#### [TASK PROMPT]
Return exactly those lines of the material below that fall between the line holding "use serde::de::DeserializeOwned;" and the line holding "own connection pool.", inclusive.

──────────

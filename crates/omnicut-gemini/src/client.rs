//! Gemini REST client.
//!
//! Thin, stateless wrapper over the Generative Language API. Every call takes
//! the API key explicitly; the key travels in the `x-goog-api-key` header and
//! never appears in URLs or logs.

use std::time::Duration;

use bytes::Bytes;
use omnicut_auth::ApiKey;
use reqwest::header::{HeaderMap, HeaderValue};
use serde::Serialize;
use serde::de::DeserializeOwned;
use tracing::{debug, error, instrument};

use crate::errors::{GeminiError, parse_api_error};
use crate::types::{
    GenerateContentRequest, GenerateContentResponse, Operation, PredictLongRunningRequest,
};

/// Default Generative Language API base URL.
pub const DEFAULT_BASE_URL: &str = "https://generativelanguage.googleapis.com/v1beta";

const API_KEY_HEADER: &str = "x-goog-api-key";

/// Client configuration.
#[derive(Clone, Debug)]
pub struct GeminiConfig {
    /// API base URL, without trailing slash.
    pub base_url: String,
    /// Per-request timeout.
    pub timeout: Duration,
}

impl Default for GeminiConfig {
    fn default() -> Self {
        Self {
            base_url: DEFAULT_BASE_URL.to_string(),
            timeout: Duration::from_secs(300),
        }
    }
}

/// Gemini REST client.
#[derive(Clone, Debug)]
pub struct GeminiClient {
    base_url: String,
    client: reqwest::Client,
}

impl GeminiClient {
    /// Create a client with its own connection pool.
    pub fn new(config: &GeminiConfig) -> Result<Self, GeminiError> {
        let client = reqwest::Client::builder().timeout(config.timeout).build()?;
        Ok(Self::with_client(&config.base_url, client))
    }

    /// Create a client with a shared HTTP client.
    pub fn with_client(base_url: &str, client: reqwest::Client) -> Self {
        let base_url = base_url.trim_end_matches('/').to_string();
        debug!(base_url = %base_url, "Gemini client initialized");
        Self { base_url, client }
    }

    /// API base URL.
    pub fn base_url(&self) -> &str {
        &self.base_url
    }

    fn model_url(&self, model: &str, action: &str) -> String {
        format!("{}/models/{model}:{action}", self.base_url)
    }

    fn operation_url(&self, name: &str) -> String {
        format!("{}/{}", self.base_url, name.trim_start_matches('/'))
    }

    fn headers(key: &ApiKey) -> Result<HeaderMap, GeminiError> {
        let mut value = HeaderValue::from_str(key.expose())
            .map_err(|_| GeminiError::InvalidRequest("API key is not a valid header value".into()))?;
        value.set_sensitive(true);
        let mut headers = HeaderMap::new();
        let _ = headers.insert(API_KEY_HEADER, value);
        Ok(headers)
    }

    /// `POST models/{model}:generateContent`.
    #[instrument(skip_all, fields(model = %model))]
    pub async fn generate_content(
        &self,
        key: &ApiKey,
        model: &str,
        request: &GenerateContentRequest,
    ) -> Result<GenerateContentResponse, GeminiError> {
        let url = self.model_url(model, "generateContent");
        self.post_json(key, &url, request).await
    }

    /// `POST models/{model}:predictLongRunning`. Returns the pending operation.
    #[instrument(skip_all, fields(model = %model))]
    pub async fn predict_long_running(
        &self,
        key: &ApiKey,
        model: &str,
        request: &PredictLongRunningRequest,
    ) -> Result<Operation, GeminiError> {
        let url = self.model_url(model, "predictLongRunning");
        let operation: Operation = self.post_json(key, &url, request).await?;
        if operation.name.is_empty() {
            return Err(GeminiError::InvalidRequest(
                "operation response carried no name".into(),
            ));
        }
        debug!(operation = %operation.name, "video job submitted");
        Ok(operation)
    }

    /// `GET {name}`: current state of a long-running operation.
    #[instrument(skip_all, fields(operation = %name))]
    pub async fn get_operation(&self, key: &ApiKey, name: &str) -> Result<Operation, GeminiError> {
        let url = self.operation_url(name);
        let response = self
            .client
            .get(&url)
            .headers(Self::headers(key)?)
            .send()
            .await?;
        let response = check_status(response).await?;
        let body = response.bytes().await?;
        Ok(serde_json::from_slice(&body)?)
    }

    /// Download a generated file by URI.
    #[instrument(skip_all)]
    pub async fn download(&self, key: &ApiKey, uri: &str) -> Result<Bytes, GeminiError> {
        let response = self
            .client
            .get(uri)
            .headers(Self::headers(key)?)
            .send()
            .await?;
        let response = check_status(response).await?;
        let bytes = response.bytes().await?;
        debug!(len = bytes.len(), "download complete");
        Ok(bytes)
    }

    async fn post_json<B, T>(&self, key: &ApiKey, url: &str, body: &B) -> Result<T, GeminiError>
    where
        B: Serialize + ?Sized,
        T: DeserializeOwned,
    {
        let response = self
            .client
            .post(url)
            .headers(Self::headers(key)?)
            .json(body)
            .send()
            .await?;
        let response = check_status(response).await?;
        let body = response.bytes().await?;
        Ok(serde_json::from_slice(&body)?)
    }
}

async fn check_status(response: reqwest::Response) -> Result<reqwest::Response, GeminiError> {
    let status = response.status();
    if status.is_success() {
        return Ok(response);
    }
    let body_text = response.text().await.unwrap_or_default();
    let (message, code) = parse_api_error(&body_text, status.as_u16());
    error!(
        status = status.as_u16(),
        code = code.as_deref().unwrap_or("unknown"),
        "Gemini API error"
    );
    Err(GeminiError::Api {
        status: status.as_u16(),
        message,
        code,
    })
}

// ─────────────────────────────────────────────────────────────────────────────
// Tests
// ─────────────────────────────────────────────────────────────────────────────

──────────

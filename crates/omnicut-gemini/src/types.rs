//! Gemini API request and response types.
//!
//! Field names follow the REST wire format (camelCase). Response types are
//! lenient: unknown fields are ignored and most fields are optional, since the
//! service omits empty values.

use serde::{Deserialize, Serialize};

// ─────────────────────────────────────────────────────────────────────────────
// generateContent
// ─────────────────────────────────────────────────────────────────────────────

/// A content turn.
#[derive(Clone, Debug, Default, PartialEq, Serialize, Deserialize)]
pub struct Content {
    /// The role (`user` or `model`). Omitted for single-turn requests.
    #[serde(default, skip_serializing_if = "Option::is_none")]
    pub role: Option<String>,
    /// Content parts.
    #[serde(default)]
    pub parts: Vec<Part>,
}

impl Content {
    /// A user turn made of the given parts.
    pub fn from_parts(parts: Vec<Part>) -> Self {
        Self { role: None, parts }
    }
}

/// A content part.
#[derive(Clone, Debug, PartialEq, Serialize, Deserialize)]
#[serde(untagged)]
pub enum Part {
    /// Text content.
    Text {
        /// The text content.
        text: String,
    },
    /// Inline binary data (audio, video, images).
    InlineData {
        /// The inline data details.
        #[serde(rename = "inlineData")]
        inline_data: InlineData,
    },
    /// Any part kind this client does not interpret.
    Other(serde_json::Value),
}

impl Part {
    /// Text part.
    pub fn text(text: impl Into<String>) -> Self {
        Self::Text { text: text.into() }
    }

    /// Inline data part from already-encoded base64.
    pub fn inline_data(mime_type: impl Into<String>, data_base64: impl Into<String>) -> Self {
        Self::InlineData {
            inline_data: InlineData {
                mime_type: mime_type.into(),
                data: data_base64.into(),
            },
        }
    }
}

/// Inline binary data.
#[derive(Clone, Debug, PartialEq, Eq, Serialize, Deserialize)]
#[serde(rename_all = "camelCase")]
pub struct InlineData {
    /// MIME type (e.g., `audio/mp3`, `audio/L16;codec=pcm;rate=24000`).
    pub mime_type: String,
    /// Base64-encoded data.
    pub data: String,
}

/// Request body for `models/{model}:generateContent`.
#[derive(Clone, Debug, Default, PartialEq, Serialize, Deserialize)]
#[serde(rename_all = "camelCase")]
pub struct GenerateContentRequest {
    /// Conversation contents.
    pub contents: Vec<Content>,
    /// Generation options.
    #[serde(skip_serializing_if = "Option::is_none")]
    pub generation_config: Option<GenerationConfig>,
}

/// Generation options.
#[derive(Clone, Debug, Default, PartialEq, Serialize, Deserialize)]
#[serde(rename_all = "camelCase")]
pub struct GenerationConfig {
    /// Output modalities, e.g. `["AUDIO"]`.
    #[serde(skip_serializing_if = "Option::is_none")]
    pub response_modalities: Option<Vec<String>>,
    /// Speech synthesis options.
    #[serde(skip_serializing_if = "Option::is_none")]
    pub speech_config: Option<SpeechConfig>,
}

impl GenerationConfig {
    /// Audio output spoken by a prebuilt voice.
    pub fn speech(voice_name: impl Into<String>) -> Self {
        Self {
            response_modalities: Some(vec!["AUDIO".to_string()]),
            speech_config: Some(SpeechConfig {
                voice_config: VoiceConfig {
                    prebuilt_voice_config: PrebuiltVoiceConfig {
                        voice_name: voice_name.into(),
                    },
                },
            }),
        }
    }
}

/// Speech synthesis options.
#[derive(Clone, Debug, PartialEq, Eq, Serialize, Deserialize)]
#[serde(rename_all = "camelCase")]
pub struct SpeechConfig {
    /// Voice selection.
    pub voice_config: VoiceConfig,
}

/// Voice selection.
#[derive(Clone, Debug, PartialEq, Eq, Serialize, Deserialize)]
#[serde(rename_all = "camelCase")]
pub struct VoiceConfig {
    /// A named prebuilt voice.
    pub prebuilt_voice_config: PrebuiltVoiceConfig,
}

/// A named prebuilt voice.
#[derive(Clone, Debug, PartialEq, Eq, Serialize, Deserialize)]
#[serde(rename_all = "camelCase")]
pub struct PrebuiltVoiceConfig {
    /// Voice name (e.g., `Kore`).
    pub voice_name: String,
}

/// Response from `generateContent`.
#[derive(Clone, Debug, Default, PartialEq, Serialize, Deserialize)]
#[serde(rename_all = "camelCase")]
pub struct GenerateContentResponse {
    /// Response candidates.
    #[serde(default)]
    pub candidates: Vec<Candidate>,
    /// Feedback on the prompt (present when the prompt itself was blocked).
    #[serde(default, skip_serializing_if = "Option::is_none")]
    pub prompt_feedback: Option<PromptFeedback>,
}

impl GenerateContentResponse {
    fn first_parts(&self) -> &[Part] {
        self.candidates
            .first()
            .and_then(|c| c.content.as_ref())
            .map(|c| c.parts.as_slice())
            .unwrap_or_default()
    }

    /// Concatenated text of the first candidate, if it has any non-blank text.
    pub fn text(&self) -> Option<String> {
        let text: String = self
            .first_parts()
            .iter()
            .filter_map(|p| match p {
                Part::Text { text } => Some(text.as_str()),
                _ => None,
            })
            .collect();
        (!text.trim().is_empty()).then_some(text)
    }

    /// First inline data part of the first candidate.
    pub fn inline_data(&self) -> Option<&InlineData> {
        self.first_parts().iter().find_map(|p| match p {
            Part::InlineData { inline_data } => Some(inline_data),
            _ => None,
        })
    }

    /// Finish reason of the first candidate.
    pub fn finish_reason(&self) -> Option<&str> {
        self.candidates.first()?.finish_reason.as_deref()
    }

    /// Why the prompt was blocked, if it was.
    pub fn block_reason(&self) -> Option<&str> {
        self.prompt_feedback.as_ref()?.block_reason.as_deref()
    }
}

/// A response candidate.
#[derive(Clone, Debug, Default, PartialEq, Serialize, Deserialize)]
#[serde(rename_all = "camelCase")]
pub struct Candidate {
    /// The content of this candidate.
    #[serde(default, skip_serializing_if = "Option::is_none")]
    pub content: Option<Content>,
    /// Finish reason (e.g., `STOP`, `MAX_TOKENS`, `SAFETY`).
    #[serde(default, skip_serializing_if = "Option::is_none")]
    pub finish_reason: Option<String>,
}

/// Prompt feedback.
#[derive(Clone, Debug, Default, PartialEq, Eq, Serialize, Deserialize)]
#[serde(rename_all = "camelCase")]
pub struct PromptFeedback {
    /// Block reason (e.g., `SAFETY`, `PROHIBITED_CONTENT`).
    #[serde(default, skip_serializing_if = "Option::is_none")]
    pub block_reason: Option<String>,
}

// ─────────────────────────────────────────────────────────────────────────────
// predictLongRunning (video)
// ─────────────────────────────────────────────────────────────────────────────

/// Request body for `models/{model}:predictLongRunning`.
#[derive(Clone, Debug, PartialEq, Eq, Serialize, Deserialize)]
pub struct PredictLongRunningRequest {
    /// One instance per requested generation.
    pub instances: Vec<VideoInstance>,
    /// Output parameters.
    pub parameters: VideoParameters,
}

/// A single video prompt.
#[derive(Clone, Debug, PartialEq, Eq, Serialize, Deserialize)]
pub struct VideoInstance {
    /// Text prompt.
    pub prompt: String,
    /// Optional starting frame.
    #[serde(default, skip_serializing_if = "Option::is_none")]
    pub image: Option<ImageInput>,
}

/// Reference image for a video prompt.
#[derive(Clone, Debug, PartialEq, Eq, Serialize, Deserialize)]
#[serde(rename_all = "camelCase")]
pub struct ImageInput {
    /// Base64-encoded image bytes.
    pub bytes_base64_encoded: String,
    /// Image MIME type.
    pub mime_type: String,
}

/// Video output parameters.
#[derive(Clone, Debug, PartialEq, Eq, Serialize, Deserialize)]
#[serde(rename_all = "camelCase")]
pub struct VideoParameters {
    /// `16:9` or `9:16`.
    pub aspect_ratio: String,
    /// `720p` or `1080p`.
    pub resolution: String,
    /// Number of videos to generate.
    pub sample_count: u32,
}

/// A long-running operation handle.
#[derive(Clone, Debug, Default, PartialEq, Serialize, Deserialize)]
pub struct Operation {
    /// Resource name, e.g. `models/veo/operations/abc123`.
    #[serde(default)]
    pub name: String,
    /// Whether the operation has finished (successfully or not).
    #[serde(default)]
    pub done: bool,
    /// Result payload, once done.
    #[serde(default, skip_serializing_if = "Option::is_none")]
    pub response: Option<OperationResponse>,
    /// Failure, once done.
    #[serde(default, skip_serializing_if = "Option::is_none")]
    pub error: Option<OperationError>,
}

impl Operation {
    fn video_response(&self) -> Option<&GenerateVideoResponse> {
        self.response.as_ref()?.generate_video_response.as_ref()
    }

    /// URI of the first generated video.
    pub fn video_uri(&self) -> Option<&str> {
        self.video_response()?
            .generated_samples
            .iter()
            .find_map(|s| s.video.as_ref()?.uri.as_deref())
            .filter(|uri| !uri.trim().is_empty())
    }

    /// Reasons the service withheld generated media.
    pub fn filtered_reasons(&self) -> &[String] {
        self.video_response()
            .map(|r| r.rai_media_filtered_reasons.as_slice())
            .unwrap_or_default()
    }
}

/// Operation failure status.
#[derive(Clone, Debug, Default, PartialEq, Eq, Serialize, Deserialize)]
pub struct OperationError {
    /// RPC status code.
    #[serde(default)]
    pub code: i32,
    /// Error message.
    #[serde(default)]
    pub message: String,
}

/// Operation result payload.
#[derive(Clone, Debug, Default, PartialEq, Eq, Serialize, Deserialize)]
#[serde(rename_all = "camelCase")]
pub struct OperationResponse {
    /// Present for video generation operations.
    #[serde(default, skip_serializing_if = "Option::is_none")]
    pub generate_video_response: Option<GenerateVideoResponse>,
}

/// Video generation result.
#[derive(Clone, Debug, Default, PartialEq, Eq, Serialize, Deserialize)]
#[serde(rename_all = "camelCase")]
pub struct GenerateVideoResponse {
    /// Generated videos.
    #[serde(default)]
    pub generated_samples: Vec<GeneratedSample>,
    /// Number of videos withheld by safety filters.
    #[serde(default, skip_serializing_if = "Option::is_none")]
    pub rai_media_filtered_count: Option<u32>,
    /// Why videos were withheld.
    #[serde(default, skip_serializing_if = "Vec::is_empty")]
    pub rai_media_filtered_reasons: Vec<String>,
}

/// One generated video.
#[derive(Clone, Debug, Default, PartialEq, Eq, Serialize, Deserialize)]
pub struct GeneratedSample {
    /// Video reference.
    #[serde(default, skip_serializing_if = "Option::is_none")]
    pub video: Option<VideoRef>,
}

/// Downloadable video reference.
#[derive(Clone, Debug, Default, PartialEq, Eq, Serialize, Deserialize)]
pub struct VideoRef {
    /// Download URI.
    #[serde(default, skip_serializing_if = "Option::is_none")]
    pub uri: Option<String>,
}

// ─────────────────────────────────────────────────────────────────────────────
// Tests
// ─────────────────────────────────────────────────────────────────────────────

──────────

#### [TASK RESULT]
use serde::de::DeserializeOwned;
use tracing::{debug, error, instrument};

use crate::errors::{GeminiError, parse_api_error};
use crate::types::{
    GenerateContentRequest, GenerateContentResponse, Operation, PredictLongRunningRequest,
};

/// Default Generative Language API base URL.
pub const DEFAULT_BASE_URL: &str = "https://generativelanguage.googleapis.com/v1beta";

const API_KEY_HEADER: &str = "x-goog-api-key";

/// Client configuration.
#[derive(Clone, Debug)]
pub struct GeminiConfig {
    /// API base URL, without trailing slash.
    pub base_url: String,
    /// Per-request timeout.
    pub timeout: Duration,
}

impl Default for GeminiConfig {
    fn default() -> Self {
        Self {
            base_url: DEFAULT_BASE_URL.to_string(),
            timeout: Duration::from_secs(300),
        }
    }
}

/// Gemini REST client.
#[derive(Clone, Debug)]
pub struct GeminiClient {
    base_url: String,
    client: reqwest::Client,
}

impl GeminiClient {
    /// Create a client with its own connection pool.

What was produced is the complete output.